-- Problem --
Write out the entries again exactly as they are given.

===== Source material

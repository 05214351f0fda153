// vim: tw=80
//! The controller: registration, dispatch, and verification.

use std::panic::Location;
use std::sync::Arc;
use std::thread;

use parking_lot::Mutex;

use crate::action::Action;
use crate::call::{Call, CallHandle, Dispatched};
use crate::call_set::CallSet;
use crate::matchers::Matcher;
use crate::method::Method;
use crate::reporter::{PanicReporter, TestReporter};
use crate::value::{Arg, Value};

struct Inner {
    calls: CallSet,
    finished: bool,
}

/// Owns every expectation of one test and checks the substitute's actual
/// usage against them.
///
/// A controller is an explicit, passed-around object with no process-wide
/// state behind it, so parallel tests stay isolated.  Create one at test
/// start, register expectations, dispatch the substitute's calls through it,
/// and finalize it with [`verify`](Controller::verify) at teardown.  Using a
/// controller after `verify` is a programmer error and fails fatally.
pub struct Controller {
    inner: Mutex<Inner>,
    reporter: Arc<dyn TestReporter>,
}

impl Controller {
    /// A controller reporting through [`PanicReporter`].
    pub fn new() -> Self {
        Self::with_reporter(Arc::new(PanicReporter))
    }

    /// A controller reporting through the given collaborator.
    pub fn with_reporter(reporter: Arc<dyn TestReporter>) -> Self {
        Controller {
            inner: Mutex::new(Inner {
                calls: CallSet::default(),
                finished: false,
            }),
            reporter,
        }
    }

    /// Register an expectation: the named method will be called with
    /// arguments accepted by `matchers`.  Exactly once by default; refine
    /// through the returned handle.
    ///
    /// For non-variadic methods the matcher count must equal the method's
    /// arity.  A variadic method takes one matcher per declared parameter
    /// plus either one matcher per trailing element or a single matcher
    /// covering the whole tail.
    #[track_caller]
    pub fn expect(
        &self,
        method: Method,
        matchers: Vec<Box<dyn Matcher>>,
    ) -> CallHandle {
        let origin = Location::caller();
        if method.is_variadic() {
            if matchers.len() < method.arity() {
                self.reporter.fatalf(format!(
                    "{origin}: expected call to {} needs at least {} \
                     matcher(s), got {}",
                    method.name(),
                    method.arity(),
                    matchers.len(),
                ));
            }
        } else if matchers.len() != method.arity() {
            self.reporter.fatalf(format!(
                "{origin}: expected call to {} needs {} matcher(s), got {}",
                method.name(),
                method.arity(),
                matchers.len(),
            ));
        }
        let call = Arc::new(Call::new(
            method,
            matchers,
            origin,
            Arc::clone(&self.reporter),
        ));
        let mut inner = self.inner.lock();
        if inner.finished {
            drop(inner);
            self.reporter.fatalf(format!(
                "{origin}: expectation registered after verify()",
            ));
        }
        inner.calls.add(Arc::clone(&call));
        drop(inner);
        CallHandle::new(call)
    }

    /// Dispatch one intercepted invocation and produce its results, one
    /// [`Value`] per declared return slot.
    ///
    /// Selection and call-count mutation happen under the controller lock;
    /// the matched expectation's out-parameter writes and queued action run
    /// after the lock is released, so an action may legally re-enter the
    /// controller.
    #[track_caller]
    pub fn call(
        &self,
        method: &Method,
        mut args: Vec<Arg<'_>>,
    ) -> Vec<Value> {
        let caller = Location::caller();
        let (call, dispatched) = {
            let inner = self.inner.lock();
            if inner.finished {
                drop(inner);
                self.reporter.fatalf(format!(
                    "{caller}: {} called after verify()",
                    method.name(),
                ));
            }
            match inner.calls.find_match(method, &args) {
                Ok(call) => {
                    let dispatched = call.commit();
                    (call, dispatched)
                }
                Err(report) => {
                    drop(inner);
                    self.reporter.fatalf(format!("{caller}: {report}"));
                }
            }
        };
        let Dispatched { action, writes } = dispatched;

        for write in writes {
            if let Err(e) = write.apply(&mut args[write.index]) {
                self.reporter.fatalf(format!(
                    "{caller}: set_arg({}) on {call} cannot be applied: {e}",
                    write.index,
                ));
            }
        }

        let slots = call.method().returns();
        match action.as_deref() {
            None => slots.iter().map(|slot| slot.zero()).collect(),
            Some(Action::Return(rets)) => rets
                .iter()
                .zip(slots)
                .map(|(ret, slot)| slot.conform(ret.produce()))
                .collect(),
            Some(Action::Do(f)) => {
                let mut func = f.lock();
                (*func)(&args);
                drop(func);
                slots.iter().map(|slot| slot.zero()).collect()
            }
            Some(Action::DoAndReturn(f)) => {
                let results = {
                    let mut func = f.lock();
                    (*func)(&args)
                };
                if results.len() != slots.len() {
                    self.reporter.fatalf(format!(
                        "{caller}: wrong number of return values produced \
                         for {call}: the method returns {} value(s) but the \
                         function produced {}",
                        slots.len(),
                        results.len(),
                    ));
                }
                results
                    .into_iter()
                    .zip(slots)
                    .enumerate()
                    .map(|(i, (value, slot))| {
                        if !slot.admits(value.type_id(), value.is_nil()) {
                            self.reporter.fatalf(format!(
                                "{caller}: return value {i} produced for \
                                 {call} is not assignable: a {} cannot \
                                 become a {}",
                                value.type_name(),
                                slot.type_name(),
                            ));
                        }
                        slot.conform(value)
                    })
                    .collect()
            }
        }
    }

    /// Finalize the controller: report every expectation that has not reached
    /// its minimum call count.  All missing calls are reported before the
    /// single fatal failure, so one verification surfaces everything.
    #[track_caller]
    pub fn verify(&self) {
        let failures = {
            let mut inner = self.inner.lock();
            if inner.finished {
                drop(inner);
                self.reporter.fatalf(
                    "verify() called on a controller that is already \
                     finished"
                        .to_owned(),
                );
            }
            inner.finished = true;
            inner.calls.failures()
        };
        for failure in &failures {
            self.reporter.errorf(failure.clone());
        }
        if !failures.is_empty() {
            self.reporter
                .fatalf("aborting test due to missing call(s)".to_owned());
        }
    }
}

impl Default for Controller {
    fn default() -> Self {
        Self::new()
    }
}

impl Drop for Controller {
    fn drop(&mut self) {
        // Safety net for tests that forget the explicit verify().  Skipped
        // while panicking so an earlier failure keeps its own message.
        if thread::panicking() {
            return;
        }
        let inner = self.inner.get_mut();
        if inner.finished {
            return;
        }
        inner.finished = true;
        let failures = inner.calls.failures();
        if !failures.is_empty() {
            for failure in &failures {
                self.reporter.errorf(failure.clone());
            }
            self.reporter.fatalf(
                "controller dropped before verify() with missing call(s)"
                    .to_owned(),
            );
        }
    }
}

==========

-- Reply to the exercise --
repository 05214351f0fda153
// vim: tw=80
//! The controller: registration, dispatch, and verification.

use std::panic::Location;
use std::sync::Arc;
use std::thread;

use parking_lot::Mutex;

use crate::action::Action;
use crate::call::{Call, CallHandle, Dispatched};
use crate::call_set::CallSet;
use crate::matchers::Matcher;
use crate::method::Method;
use crate::reporter::{PanicReporter, TestReporter};
use crate::value::{Arg, Value};

struct Inner {
    calls: CallSet,
    finished: bool,
}

/// Owns every expectation of one test and checks the substitute's actual
/// usage against them.
///
/// A controller is an explicit, passed-around object with no process-wide
/// state behind it, so parallel tests stay isolated.  Create one at test
/// start, register expectations, dispatch the substitute's calls through it,
/// and finalize it with [`verify`](Controller::verify) at teardown.  Using a
/// controller after `verify` is a programmer error and fails fatally.
pub struct Controller {
    inner: Mutex<Inner>,
    reporter: Arc<dyn TestReporter>,
}

impl Controller {
    /// A controller reporting through [`PanicReporter`].
    pub fn new() -> Self {
        Self::with_reporter(Arc::new(PanicReporter))
    }

    /// A controller reporting through the given collaborator.
    pub fn with_reporter(reporter: Arc<dyn TestReporter>) -> Self {
        Controller {
            inner: Mutex::new(Inner {
                calls: CallSet::default(),
                finished: false,
            }),
            reporter,
        }
    }

    /// Register an expectation: the named method will be called with
    /// arguments accepted by `matchers`.  Exactly once by default; refine
    /// through the returned handle.
    ///
    /// For non-variadic methods the matcher count must equal the method's
    /// arity.  A variadic method takes one matcher per declared parameter
    /// plus either one matcher per trailing element or a single matcher
    /// covering the whole tail.
    #[track_caller]
    pub fn expect(
        &self,
        method: Method,
        matchers: Vec<Box<dyn Matcher>>,
    ) -> CallHandle {
        let origin = Location::caller();
        if method.is_variadic() {
            if matchers.len() < method.arity() {
                self.reporter.fatalf(format!(
                    "{origin}: expected call to {} needs at least {} \
                     matcher(s), got {}",
                    method.name(),
                    method.arity(),
                    matchers.len(),
                ));
            }
        } else if matchers.len() != method.arity() {
            self.reporter.fatalf(format!(
                "{origin}: expected call to {} needs {} matcher(s), got {}",
                method.name(),
                method.arity(),
                matchers.len(),
            ));
        }
        let call = Arc::new(Call::new(
            method,
            matchers,
            origin,
            Arc::clone(&self.reporter),
        ));
        let mut inner = self.inner.lock();
        if inner.finished {
            drop(inner);
            self.reporter.fatalf(format!(
                "{origin}: expectation registered after verify()",
            ));
        }
        inner.calls.add(Arc::clone(&call));
        drop(inner);
        CallHandle::new(call)
    }

    /// Dispatch one intercepted invocation and produce its results, one
    /// [`Value`] per declared return slot.
    ///
    /// Selection and call-count mutation happen under the controller lock;
    /// the matched expectation's out-parameter writes and queued action run
    /// after the lock is released, so an action may legally re-enter the
    /// controller.
    #[track_caller]
    pub fn call(
        &self,
        method: &Method,
        mut args: Vec<Arg<'_>>,
    ) -> Vec<Value> {
        let caller = Location::caller();
        let (call, dispatched) = {
            let inner = self.inner.lock();
            if inner.finished {
                drop(inner);
                self.reporter.fatalf(format!(
                    "{caller}: {} called after verify()",
                    method.name(),
                ));
            }
            match inner.calls.find_match(method, &args) {
                Ok(call) => {
                    let dispatched = call.commit();
                    (call, dispatched)
                }
                Err(report) => {
                    drop(inner);
                    self.reporter.fatalf(format!("{caller}: {report}"));
                }
            }
        };
        let Dispatched { action, writes } = dispatched;

        for write in writes {
            if let Err(e) = write.apply(&mut args[write.index]) {
                self.reporter.fatalf(format!(
                    "{caller}: set_arg({}) on {call} cannot be applied: {e}",
                    write.index,
                ));
            }
        }

        let slots = call.method().returns();
        match action.as_deref() {
            None => slots.iter().map(|slot| slot.zero()).collect(),
            Some(Action::Return(rets)) => rets
                .iter()
                .zip(slots)
                .map(|(ret, slot)| slot.conform(ret.produce()))
                .collect(),
            Some(Action::Do(f)) => {
                let mut func = f.lock();
                (*func)(&args);
                drop(func);
                slots.iter().map(|slot| slot.zero()).collect()
            }
            Some(Action::DoAndReturn(f)) => {
                let results = {
                    let mut func = f.lock();
                    (*func)(&args)
                };
                if results.len() != slots.len() {
                    self.reporter.fatalf(format!(
                        "{caller}: wrong number of return values produced \
                         for {call}: the method returns {} value(s) but the \
                         function produced {}",
                        slots.len(),
                        results.len(),
                    ));
                }
                results
                    .into_iter()
                    .zip(slots)
                    .enumerate()
                    .map(|(i, (value, slot))| {
                        if !slot.admits(value.type_id(), value.is_nil()) {
                            self.reporter.fatalf(format!(
                                "{caller}: return value {i} produced for \
                                 {call} is not assignable: a {} cannot \
                                 become a {}",
                                value.type_name(),
                                slot.type_name(),
                            ));
                        }
                        slot.conform(value)
                    })
                    .collect()
            }
        }
    }

    /// Finalize the controller: report every expectation that has not reached
    /// its minimum call count.  All missing calls are reported before the
    /// single fatal failure, so one verification surfaces everything.
    #[track_caller]
    pub fn verify(&self) {
        let failures = {
            let mut inner = self.inner.lock();
            if inner.finished {
                drop(inner);
                self.reporter.fatalf(
                    "verify() called on a controller that is already \
                     finished"
                        .to_owned(),
                );
            }
            inner.finished = true;
            inner.calls.failures()
        };
        for failure in &failures {
            self.reporter.errorf(failure.clone());
        }
        if !failures.is_empty() {
            self.reporter
                .fatalf("aborting test due to missing call(s)".to_owned());
        }
    }
}

impl Default for Controller {
    fn default() -> Self {
        Self::new()
    }
}

impl Drop for Controller {
    fn drop(&mut self) {
        // Safety net for tests that forget the explicit verify().  Skipped
        // while panicking so an earlier failure keeps its own message.
        if thread::panicking() {
            return;
        }
        let inner = self.inner.get_mut();
        if inner.finished {
            return;
        }
        inner.finished = true;
        let failures = inner.calls.failures();
        if !failures.is_empty() {
            for failure in &failures {
                self.reporter.errorf(failure.clone());
            }
            self.reporter.fatalf(
                "controller dropped before verify() with missing call(s)"
                    .to_owned(),
            );
        }
    }
}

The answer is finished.